TASK ITEM => Every entry, from the first to the last, should be written out exactly.

DATA RECORDS =>
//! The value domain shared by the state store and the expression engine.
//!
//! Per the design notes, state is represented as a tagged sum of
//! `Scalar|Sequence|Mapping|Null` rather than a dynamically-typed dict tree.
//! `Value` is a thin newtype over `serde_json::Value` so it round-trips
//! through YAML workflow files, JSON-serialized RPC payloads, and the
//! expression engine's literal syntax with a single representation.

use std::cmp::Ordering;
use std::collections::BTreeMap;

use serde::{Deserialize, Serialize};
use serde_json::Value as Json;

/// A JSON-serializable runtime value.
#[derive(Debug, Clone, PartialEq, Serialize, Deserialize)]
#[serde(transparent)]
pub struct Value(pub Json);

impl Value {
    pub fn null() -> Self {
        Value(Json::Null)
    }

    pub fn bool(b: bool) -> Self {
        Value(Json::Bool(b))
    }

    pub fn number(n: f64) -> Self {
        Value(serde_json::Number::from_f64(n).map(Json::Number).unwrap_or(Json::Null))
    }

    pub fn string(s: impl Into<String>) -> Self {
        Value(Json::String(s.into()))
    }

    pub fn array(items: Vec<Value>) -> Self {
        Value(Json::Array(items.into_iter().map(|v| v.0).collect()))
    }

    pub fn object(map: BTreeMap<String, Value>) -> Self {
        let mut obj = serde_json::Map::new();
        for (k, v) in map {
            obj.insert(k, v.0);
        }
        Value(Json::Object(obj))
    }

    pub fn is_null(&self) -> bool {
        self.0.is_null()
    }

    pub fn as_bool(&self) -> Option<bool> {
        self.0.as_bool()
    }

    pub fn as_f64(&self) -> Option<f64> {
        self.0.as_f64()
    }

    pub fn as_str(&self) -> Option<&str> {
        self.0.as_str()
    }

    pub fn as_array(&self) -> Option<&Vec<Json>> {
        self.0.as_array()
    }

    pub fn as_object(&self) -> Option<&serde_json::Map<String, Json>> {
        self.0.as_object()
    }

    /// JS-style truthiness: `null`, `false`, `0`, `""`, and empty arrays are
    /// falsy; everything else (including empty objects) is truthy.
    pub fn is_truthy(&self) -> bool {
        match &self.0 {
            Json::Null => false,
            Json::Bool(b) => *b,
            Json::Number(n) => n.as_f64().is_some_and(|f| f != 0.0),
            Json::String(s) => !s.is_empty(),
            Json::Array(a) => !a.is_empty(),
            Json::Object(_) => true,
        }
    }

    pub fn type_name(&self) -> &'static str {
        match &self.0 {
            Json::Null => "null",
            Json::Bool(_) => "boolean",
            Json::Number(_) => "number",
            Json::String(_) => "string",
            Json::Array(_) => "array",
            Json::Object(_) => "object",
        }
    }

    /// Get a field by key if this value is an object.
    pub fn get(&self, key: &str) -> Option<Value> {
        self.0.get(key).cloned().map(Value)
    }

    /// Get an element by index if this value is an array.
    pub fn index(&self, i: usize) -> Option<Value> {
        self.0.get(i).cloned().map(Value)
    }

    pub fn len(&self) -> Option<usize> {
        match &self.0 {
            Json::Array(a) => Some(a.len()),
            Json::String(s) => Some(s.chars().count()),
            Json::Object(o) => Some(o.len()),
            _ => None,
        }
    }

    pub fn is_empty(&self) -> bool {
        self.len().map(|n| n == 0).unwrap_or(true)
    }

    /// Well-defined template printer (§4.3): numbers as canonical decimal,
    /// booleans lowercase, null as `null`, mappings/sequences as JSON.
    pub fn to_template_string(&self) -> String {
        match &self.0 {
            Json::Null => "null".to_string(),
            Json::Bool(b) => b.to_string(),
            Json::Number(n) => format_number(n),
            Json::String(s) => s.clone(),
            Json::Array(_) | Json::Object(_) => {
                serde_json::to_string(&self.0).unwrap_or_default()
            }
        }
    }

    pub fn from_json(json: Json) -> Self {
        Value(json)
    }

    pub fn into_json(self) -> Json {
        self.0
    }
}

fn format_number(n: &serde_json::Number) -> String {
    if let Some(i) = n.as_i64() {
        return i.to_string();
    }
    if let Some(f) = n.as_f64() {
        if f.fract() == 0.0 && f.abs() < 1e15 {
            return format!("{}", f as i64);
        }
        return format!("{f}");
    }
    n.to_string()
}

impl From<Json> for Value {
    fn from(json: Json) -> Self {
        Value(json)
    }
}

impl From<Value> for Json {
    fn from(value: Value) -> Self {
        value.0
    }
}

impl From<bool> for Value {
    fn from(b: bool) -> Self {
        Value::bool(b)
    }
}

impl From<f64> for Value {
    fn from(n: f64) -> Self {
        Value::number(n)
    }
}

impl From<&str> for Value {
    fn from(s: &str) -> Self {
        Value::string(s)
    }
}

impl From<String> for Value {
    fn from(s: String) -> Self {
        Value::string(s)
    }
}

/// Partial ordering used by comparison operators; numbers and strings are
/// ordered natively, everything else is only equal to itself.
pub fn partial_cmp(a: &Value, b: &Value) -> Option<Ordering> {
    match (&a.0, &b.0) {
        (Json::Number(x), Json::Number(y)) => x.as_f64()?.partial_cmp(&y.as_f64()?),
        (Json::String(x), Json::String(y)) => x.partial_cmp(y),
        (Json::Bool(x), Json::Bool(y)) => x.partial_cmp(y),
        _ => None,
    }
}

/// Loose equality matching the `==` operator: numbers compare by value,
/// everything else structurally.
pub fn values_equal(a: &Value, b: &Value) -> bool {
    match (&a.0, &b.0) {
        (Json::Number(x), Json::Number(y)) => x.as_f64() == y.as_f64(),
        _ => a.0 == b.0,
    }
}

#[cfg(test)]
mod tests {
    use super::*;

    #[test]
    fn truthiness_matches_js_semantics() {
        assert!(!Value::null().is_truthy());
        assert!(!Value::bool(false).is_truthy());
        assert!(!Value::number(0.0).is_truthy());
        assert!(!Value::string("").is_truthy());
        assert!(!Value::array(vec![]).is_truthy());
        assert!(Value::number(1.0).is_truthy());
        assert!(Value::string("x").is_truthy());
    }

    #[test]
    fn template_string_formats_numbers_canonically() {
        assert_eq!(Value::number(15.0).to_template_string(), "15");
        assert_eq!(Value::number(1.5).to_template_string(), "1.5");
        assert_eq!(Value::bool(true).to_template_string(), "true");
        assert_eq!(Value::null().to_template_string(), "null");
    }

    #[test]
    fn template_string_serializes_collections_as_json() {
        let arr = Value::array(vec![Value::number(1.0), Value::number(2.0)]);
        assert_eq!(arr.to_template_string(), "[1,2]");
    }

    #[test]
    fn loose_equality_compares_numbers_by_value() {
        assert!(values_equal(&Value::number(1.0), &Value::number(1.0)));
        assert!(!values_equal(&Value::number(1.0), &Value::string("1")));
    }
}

WRITTEN SOLUTION =>
//! The value domain shared by the state store and the expression engine.
//!
//! Per the design notes, state is represented as a tagged sum of
//! `Scalar|Sequence|Mapping|Null` rather than a dynamically-typed dict tree.
//! `Value` is a thin newtype over `serde_json::Value` so it round-trips
//! through YAML workflow files, JSON-serialized RPC payloads, and the
//! expression engine's literal syntax with a single representation.

use std::cmp::Ordering;
use std::collections::BTreeMap;

use serde::{Deserialize, Serialize};
use serde_json::Value as Json;

/// A JSON-serializable runtime value.
#[derive(Debug, Clone, PartialEq, Serialize, Deserialize)]
#[serde(transparent)]
pub struct Value(pub Json);

impl Value {
    pub fn null() -> Self {
        Value(Json::Null)
    }

    pub fn bool(b: bool) -> Self {
        Value(Json::Bool(b))
    }

    pub fn number(n: f64) -> Self {
        Value(serde_json::Number::from_f64(n).map(Json::Number).unwrap_or(Json::Null))
    }

    pub fn string(s: impl Into<String>) -> Self {
        Value(Json::String(s.into()))
    }

    pub fn array(items: Vec<Value>) -> Self {
        Value(Json::Array(items.into_iter().map(|v| v.0).collect()))
    }

    pub fn object(map: BTreeMap<String, Value>) -> Self {
        let mut obj = serde_json::Map::new();
        for (k, v) in map {
            obj.insert(k, v.0);
        }
        Value(Json::Object(obj))
    }

    pub fn is_null(&self) -> bool {
        self.0.is_null()
    }

    pub fn as_bool(&self) -> Option<bool> {
        self.0.as_bool()
    }

    pub fn as_f64(&self) -> Option<f64> {
        self.0.as_f64()
    }

    pub fn as_str(&self) -> Option<&str> {
        self.0.as_str()
    }

    pub fn as_array(&self) -> Option<&Vec<Json>> {
        self.0.as_array()
    }

    pub fn as_object(&self) -> Option<&serde_json::Map<String, Json>> {
        self.0.as_object()
    }

    /// JS-style truthiness: `null`, `false`, `0`, `""`, and empty arrays are
    /// falsy; everything else (including empty objects) is truthy.
    pub fn is_truthy(&self) -> bool {
        match &self.0 {
            Json::Null => false,
            Json::Bool(b) => *b,
            Json::Number(n) => n.as_f64().is_some_and(|f| f != 0.0),
            Json::String(s) => !s.is_empty(),
            Json::Array(a) => !a.is_empty(),
            Json::Object(_) => true,
        }
    }

    pub fn type_name(&self) -> &'static str {
        match &self.0 {
            Json::Null => "null",
            Json::Bool(_) => "boolean",
            Json::Number(_) => "number",
            Json::String(_) => "string",
            Json::Array(_) => "array",
            Json::Object(_) => "object",
        }
    }

    /// Get a field by key if this value is an object.
    pub fn get(&self, key: &str) -> Option<Value> {
        self.0.get(key).cloned().map(Value)
    }

    /// Get an element by index if this value is an array.
    pub fn index(&self, i: usize) -> Option<Value> {
        self.0.get(i).cloned().map(Value)
    }

    pub fn len(&self) -> Option<usize> {
        match &self.0 {
            Json::Array(a) => Some(a.len()),
            Json::String(s) => Some(s.chars().count()),
            Json::Object(o) => Some(o.len()),
            _ => None,
        }
    }

    pub fn is_empty(&self) -> bool {
        self.len().map(|n| n == 0).unwrap_or(true)
    }

    /// Well-defined template printer (§4.3): numbers as canonical decimal,
    /// booleans lowercase, null as `null`, mappings/sequences as JSON.
    pub fn to_template_string(&self) -> String {
        match &self.0 {
            Json::Null => "null".to_string(),
            Json::Bool(b) => b.to_string(),
            Json::Number(n) => format_number(n),
            Json::String(s) => s.clone(),
            Json::Array(_) | Json::Object(_) => {
                serde_json::to_string(&self.0).unwrap_or_default()
            }
        }
    }

    pub fn from_json(json: Json) -> Self {
        Value(json)
    }

    pub fn into_json(self) -> Json {
        self.0
    }
}

fn format_number(n: &serde_json::Number) -> String {
    if let Some(i) = n.as_i64() {
        return i.to_string();
    }
    if let Some(f) = n.as_f64() {
        if f.fract() == 0.0 && f.abs() < 1e15 {
            return format!("{}", f as i64);
        }
        return format!("{f}");
    }
    n.to_string()
}

impl From<Json> for Value {
    fn from(json: Json) -> Self {
        Value(json)
    }
}

impl From<Value> for Json {
    fn from(value: Value) -> Self {
        value.0
    }
}

impl From<bool> for Value {
    fn from(b: bool) -> Self {
        Value::bool(b)
    }
}

impl From<f64> for Value {
    fn from(n: f64) -> Self {
        Value::number(n)
    }
}

impl From<&str> for Value {
    fn from(s: &str) -> Self {
        Value::string(s)
    }
}

impl From<String> for Value {
    fn from(s: String) -> Self {
        Value::string(s)
    }
}

/// Partial ordering used by comparison operators; numbers and strings are
/// ordered natively, everything else is only equal to itself.
pub fn partial_cmp(a: &Value, b: &Value) -> Option<Ordering> {
    match (&a.0, &b.0) {
        (Json::Number(x), Json::Number(y)) => x.as_f64()?.partial_cmp(&y.as_f64()?),
        (Json::String(x), Json::String(y)) => x.partial_cmp(y),
        (Json::Bool(x), Json::Bool(y)) => x.partial_cmp(y),
        _ => None,
    }
}

/// Loose equality matching the `==` operator: numbers compare by value,
/// everything else structurally.
pub fn values_equal(a: &Value, b: &Value) -> bool {
    match (&a.0, &b.0) {
        (Json::Number(x), Json::Number(y)) => x.as_f64() == y.as_f64(),
        _ => a.0 == b.0,
    }
}

#[cfg(test)]
mod tests {
    use super::*;

    #[test]
    fn truthiness_matches_js_semantics() {
        assert!(!Value::null().is_truthy());
        assert!(!Value::bool(false).is_truthy());
        assert!(!Value::number(0.0).is_truthy());
        assert!(!Value::string("").is_truthy());
        assert!(!Value::array(vec![]).is_truthy());
        assert!(Value::number(1.0).is_truthy());
        assert!(Value::string("x").is_truthy());
    }

    #[test]
    fn template_string_formats_numbers_canonically() {
        assert_eq!(Value::number(15.0).to_template_string(), "15");
        assert_eq!(Value::number(1.5).to_template_string(), "1.5");
        assert_eq!(Value::bool(true).to_template_string(), "true");
        assert_eq!(Value::null().to_template_string(), "null");
    }

    #[test]
    fn template_string_serializes_collections_as_json() {
        let arr = Value::array(vec![Value::number(1.0), Value::number(2.0)]);
        assert_eq!(arr.to_template_string(), "[1,2]");
    }

    #[test]
    fn loose_equality_compares_numbers_by_value() {
        assert!(values_equal(&Value::number(1.0), &Value::number(1.0)));
        assert!(!values_equal(&Value::number(1.0), &Value::string("1")));
    }
}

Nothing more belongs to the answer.